Шукаев увидел остальных членов своей опергруппы.
— Здравствуйте, товарищи,— протянул он руку и... встретился взглядом с Зулетой.
Ему понадобилось все его самообладание, чтобы не смутиться и не покраснеть. Он только невнятно кашлянул и на мгновение приостановился, торопливо пожал маленькую теплую ладонь.

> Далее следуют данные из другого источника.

//! Canonical firmware-metadata record shared by every vendor.

pub mod sanitize;

use std::collections::BTreeMap;

use serde::{Deserialize, Serialize};
use serde_json::Value;

use crate::error::RecordError;
use crate::util::time::normalize_release_date;

#[derive(Debug, Clone, PartialEq, Serialize, Deserialize)]
pub struct FirmwareRecord {
    pub manufacturer: String,
    pub product_name: Option<String>,
    pub product_type: Option<String>,
    pub version: Option<String>,
    pub release_date: Option<String>,
    pub download_link: Option<String>,
    pub checksum_scraped: Option<String>,
    #[serde(default)]
    pub additional_data: BTreeMap<String, Value>,
}

#[derive(Debug, Clone, Copy, PartialEq, Eq, Serialize)]
#[serde(rename_all = "snake_case")]
pub enum RecordStatus {
    Resolved,
    Partial,
}

/// Facts read from a vendor's plain-text info sheet.
#[derive(Debug, Clone, Default, PartialEq, Eq)]
pub struct ReportFields {
    pub product_name: Option<String>,
    pub version: Option<String>,
    pub release_date: Option<String>,
}

impl FirmwareRecord {
    pub fn new(manufacturer: impl Into<String>) -> Result<Self, RecordError> {
        let manufacturer = manufacturer.into();
        if manufacturer.trim().is_empty() {
            return Err(RecordError::EmptyManufacturer);
        }
        Ok(Self {
            manufacturer,
            product_name: None,
            product_type: None,
            version: None,
            release_date: None,
            download_link: None,
            checksum_scraped: None,
            additional_data: BTreeMap::new(),
        })
    }

    pub fn status(&self) -> RecordStatus {
        match self.download_link.as_deref() {
            Some(link) if !link.trim().is_empty() && !self.manufacturer.is_empty() => RecordStatus::Resolved,
            _ => RecordStatus::Partial,
        }
    }

    pub fn is_resolved(&self) -> bool { self.status() == RecordStatus::Resolved }

    /// Store a release date, normalized when one of the known layouts matches.
    pub fn set_release_date(&mut self, raw: Option<String>) {
        self.release_date = raw.as_deref().and_then(normalize_release_date);
    }

    pub fn insert_extra(&mut self, key: &str, value: impl Into<Value>) {
        self.additional_data.insert(key.to_string(), value.into());
    }

    /// Fill fields that are still absent; values already read from the page win.
    pub fn fill_from(&mut self, report: &ReportFields) {
        if self.product_name.is_none() { self.product_name = report.product_name.clone(); }
        if self.version.is_none() { self.version = report.version.clone(); }
        if self.release_date.is_none() { self.set_release_date(report.release_date.clone()); }
    }
}

#[cfg(test)]
mod tests {
    use super::*;
    use serde_json::json;

    #[test]
    fn rejects_empty_manufacturer() {
        assert_eq!(FirmwareRecord::new("  ").unwrap_err(), RecordError::EmptyManufacturer);
    }

    #[test]
    fn record_without_link_is_partial() {
        let mut rec = FirmwareRecord::new("AVM").unwrap();
        assert_eq!(rec.status(), RecordStatus::Partial);
        rec.download_link = Some("https://download.avm.de/fritzbox/x.image".into());
        assert!(rec.is_resolved());
    }

    #[test]
    fn fill_from_keeps_existing_values() {
        let mut rec = FirmwareRecord::new("AVM").unwrap();
        rec.version = Some("7.57".into());
        rec.fill_from(&ReportFields {
            product_name: Some("FRITZ!Box 7590".into()),
            version: Some("7.50".into()),
            release_date: Some("19.06.2023".into()),
        });
        assert_eq!(rec.version.as_deref(), Some("7.57"));
        assert_eq!(rec.product_name.as_deref(), Some("FRITZ!Box 7590"));
        assert_eq!(rec.release_date.as_deref(), Some("2023-06-19"));
    }

    #[test]
    fn serializes_partial_record_with_null_link() {
        let mut rec = FirmwareRecord::new("TP-Link").unwrap();
        rec.insert_extra("region", "EU");
        let value = serde_json::to_value(&rec).unwrap();
        assert_eq!(value["download_link"], json!(null));
        assert_eq!(value["additional_data"]["region"], "EU");
        assert_eq!(value["manufacturer"], "TP-Link");
    }
}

— Вы, значит, с нами, Зулета Хасановна? — выручил его Вадим, тоже здороваясь с ней.
— Да,— ответила она.
Шукаев потряс руку фотографу и дактилоскописту, несколько энергичнее, чем это требовалось, облегченно вздохнул и, уже окончательно справившись с собой, бодрым голосом сказал:
— По машинам, товарищи!
Еще вчера по картам и документам они с Вадимом успели примерно изучить район Кубани, который сегодня намеревались осмотреть. В трех километрах от восточной окраины пригородной зоны Черкесска, близ реки Псыж, проходит старая проселочная дорога на аул Хабль, а ниже железнодорожного моста — скотопрогонная тропа, ведущая к соседнему аулу Халку. Оба эти пути — и проселок, и тропа — кратчайшие из Черкесска на Шахар, где расположена ткацкая фабрика. В хорошую по.году, если нет сильных дождей, по ним вполне можно проехать на газике, а если хоть немного развезет — только на мажарах и арбах. Проселочной дорогой — чуть больше двенадцати километров, тропой — почти вдвое меньше, в то время как поездом — все двадцать. Правда, пастушья тропа идет напрямик, через густой лиственный лес, подступающий вплотную к обрывистому берегу Псыжа. Именно здесь был извлечен из воды труп Барсукова. Тут, неподалеку, есть лесистый овраг. Рассматривая карту вместе с Жунидом, Дараев предположил, что если убийство совершено днем, то скорее всего, где-то в районе оврага. Шукаев тут же добавил, что, если вечером, то вероятнее — холмогорье, огибаемое и рекой, и проселком вблизи железнодорожного моста.